--- Recorded data Enclosed Below ---
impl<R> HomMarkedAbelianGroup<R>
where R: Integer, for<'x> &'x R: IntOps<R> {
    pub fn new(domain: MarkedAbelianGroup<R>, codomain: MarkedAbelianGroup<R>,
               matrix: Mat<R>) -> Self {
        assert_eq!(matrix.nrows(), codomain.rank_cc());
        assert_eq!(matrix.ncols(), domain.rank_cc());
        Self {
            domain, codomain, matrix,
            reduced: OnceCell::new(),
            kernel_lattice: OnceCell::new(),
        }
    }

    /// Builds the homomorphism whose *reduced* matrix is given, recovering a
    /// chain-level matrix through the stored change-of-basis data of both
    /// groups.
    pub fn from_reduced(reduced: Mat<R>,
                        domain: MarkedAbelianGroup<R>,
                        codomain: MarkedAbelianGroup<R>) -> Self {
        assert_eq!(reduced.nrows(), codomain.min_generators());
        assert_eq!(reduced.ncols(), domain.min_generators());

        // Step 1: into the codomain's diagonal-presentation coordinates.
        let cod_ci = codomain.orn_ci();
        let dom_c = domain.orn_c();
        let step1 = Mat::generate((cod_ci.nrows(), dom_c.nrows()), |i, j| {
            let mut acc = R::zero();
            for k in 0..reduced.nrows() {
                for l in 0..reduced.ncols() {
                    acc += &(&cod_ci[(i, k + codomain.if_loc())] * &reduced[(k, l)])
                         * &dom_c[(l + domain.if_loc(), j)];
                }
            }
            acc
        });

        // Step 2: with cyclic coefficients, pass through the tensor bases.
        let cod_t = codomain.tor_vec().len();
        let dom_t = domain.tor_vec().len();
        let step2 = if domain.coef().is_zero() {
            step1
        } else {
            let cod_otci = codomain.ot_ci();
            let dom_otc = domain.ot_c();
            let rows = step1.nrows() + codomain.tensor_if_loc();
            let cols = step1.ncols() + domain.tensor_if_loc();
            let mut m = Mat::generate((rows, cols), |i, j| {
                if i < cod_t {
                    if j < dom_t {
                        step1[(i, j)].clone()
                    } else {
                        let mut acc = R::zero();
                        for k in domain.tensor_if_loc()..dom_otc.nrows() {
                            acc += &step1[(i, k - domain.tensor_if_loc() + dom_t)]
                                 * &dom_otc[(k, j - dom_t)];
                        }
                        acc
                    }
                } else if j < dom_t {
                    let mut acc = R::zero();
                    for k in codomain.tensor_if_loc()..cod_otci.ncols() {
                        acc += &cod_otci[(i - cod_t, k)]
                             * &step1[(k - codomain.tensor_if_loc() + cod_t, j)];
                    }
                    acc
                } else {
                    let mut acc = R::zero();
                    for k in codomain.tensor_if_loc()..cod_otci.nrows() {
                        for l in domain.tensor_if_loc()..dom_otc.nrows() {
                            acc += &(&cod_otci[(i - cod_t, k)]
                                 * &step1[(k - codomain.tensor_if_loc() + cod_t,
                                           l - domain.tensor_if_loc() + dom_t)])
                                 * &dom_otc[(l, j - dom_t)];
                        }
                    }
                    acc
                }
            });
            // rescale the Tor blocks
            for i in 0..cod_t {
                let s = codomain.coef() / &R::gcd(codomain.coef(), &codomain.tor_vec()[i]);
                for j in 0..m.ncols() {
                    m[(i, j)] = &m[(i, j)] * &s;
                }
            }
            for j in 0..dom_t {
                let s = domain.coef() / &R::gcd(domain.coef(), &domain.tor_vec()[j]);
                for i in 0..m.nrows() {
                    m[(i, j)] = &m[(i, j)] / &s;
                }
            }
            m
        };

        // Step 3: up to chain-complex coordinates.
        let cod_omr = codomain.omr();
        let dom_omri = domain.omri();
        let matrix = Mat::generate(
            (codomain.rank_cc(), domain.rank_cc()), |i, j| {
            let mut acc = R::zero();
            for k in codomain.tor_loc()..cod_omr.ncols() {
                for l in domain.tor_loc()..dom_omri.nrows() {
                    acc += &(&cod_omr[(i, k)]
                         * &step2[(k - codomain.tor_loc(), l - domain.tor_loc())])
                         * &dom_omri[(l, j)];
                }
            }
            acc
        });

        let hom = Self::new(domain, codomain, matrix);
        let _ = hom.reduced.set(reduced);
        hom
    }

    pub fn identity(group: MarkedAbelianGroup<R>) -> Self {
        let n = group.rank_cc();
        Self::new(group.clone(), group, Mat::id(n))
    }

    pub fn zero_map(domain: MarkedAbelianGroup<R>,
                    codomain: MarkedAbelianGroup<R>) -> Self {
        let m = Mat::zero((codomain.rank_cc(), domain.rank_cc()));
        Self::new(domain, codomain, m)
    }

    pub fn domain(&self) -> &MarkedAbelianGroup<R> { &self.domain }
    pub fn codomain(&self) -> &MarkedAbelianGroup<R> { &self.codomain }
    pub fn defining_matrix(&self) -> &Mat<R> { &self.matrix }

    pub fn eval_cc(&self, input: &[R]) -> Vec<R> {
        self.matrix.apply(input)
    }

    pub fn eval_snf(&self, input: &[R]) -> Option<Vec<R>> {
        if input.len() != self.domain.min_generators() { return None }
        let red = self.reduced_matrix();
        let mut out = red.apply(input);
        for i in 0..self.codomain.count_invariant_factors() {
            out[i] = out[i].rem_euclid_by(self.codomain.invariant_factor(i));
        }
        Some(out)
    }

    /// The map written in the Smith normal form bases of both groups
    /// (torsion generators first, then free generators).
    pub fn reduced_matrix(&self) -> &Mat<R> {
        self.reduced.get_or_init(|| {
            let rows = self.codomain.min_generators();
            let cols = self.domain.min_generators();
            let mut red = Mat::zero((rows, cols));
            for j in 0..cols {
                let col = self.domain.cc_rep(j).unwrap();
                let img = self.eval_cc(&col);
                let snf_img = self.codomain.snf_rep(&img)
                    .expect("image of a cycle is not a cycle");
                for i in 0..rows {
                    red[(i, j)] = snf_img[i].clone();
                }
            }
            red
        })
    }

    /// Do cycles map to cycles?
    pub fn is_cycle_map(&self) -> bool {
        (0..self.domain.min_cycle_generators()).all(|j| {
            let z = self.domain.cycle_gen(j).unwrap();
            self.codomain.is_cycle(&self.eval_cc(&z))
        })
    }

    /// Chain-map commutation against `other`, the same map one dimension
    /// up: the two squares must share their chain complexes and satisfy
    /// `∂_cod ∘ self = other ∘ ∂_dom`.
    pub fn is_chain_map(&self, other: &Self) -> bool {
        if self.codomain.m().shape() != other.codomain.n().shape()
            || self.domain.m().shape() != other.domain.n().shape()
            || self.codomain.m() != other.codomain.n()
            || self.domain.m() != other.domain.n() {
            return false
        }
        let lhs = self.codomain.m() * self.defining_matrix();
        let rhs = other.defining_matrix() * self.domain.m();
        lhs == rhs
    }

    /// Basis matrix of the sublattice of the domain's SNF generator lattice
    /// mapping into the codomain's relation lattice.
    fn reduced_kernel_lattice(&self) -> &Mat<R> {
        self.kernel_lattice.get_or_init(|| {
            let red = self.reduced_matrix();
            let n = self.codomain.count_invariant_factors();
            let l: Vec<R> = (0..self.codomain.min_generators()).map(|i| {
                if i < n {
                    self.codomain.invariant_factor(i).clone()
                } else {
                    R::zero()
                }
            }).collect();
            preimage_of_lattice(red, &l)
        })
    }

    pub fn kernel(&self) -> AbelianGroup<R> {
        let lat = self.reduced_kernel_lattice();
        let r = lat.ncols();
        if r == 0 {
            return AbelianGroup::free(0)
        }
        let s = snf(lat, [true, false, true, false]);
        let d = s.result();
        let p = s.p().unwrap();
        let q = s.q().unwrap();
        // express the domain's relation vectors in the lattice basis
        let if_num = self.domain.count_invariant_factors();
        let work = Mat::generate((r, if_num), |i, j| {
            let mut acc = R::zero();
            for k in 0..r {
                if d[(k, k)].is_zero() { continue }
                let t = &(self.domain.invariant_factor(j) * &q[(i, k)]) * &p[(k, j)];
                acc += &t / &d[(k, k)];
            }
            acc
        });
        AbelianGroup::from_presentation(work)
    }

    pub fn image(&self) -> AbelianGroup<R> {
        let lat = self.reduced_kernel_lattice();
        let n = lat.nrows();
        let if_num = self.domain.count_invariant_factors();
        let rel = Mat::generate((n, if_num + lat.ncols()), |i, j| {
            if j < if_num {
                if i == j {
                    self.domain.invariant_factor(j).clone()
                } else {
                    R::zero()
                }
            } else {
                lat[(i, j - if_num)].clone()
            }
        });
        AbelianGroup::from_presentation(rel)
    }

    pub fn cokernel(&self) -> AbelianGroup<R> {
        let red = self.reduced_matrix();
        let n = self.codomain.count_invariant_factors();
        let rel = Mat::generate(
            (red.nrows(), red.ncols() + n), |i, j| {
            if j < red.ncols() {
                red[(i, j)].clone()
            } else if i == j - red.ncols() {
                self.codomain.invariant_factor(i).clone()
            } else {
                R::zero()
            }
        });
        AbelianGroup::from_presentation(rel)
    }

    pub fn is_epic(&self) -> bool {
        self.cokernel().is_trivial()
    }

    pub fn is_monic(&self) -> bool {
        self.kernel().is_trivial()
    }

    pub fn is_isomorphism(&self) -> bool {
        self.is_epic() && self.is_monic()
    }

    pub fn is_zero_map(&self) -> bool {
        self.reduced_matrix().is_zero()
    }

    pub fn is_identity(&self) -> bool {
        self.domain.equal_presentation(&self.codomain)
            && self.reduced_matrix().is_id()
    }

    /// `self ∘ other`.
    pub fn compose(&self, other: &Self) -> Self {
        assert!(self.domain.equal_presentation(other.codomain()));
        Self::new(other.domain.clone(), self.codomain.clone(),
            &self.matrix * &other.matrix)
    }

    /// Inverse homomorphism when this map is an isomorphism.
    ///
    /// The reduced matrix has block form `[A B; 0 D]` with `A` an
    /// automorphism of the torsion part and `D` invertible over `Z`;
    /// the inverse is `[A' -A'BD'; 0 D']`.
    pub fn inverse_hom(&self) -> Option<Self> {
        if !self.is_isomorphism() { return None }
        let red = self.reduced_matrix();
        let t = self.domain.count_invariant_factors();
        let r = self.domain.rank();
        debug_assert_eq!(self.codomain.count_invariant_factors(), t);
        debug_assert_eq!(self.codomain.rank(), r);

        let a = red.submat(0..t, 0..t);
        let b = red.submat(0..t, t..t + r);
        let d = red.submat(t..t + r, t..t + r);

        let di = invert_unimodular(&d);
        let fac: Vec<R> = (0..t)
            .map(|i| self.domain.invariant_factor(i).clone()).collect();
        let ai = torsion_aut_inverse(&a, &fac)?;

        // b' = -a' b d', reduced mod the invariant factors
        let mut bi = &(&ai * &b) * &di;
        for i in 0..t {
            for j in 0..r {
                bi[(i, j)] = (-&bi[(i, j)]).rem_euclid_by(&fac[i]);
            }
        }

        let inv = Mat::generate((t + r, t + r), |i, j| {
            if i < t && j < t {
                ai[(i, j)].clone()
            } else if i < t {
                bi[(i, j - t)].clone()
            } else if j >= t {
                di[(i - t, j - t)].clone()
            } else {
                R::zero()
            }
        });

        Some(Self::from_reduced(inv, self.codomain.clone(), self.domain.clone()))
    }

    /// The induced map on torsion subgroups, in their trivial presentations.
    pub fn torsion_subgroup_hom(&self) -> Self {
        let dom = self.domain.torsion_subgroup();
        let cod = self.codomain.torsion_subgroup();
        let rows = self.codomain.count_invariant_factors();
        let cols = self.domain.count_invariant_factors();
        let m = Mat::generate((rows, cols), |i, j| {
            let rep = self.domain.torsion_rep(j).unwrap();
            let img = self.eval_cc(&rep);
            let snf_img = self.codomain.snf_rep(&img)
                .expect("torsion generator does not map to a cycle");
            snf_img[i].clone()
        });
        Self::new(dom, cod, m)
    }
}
--- End of Enclosed Recorded data ---
• [Work instruction]
Using the entries above, give back exactly the line containing "red[(i, j)] = snf_img[i].clone();", the line containing "let q = s.q().unwrap();", and every line between them, and nothing else.

• [Problem solution]
                    red[(i, j)] = snf_img[i].clone();
                }
            }
            red
        })
    }

    /// Do cycles map to cycles?
    pub fn is_cycle_map(&self) -> bool {
        (0..self.domain.min_cycle_generators()).all(|j| {
            let z = self.domain.cycle_gen(j).unwrap();
            self.codomain.is_cycle(&self.eval_cc(&z))
        })
    }

    /// Chain-map commutation against `other`, the same map one dimension
    /// up: the two squares must share their chain complexes and satisfy
    /// `∂_cod ∘ self = other ∘ ∂_dom`.
    pub fn is_chain_map(&self, other: &Self) -> bool {
        if self.codomain.m().shape() != other.codomain.n().shape()
            || self.domain.m().shape() != other.domain.n().shape()
            || self.codomain.m() != other.codomain.n()
            || self.domain.m() != other.domain.n() {
            return false
        }
        let lhs = self.codomain.m() * self.defining_matrix();
        let rhs = other.defining_matrix() * self.domain.m();
        lhs == rhs
    }

    /// Basis matrix of the sublattice of the domain's SNF generator lattice
    /// mapping into the codomain's relation lattice.
    fn reduced_kernel_lattice(&self) -> &Mat<R> {
        self.kernel_lattice.get_or_init(|| {
            let red = self.reduced_matrix();
            let n = self.codomain.count_invariant_factors();
            let l: Vec<R> = (0..self.codomain.min_generators()).map(|i| {
                if i < n {
                    self.codomain.invariant_factor(i).clone()
                } else {
                    R::zero()
                }
            }).collect();
            preimage_of_lattice(red, &l)
        })
    }

    pub fn kernel(&self) -> AbelianGroup<R> {
        let lat = self.reduced_kernel_lattice();
        let r = lat.ncols();
        if r == 0 {
            return AbelianGroup::free(0)
        }
        let s = snf(lat, [true, false, true, false]);
        let d = s.result();
        let p = s.p().unwrap();
        let q = s.q().unwrap();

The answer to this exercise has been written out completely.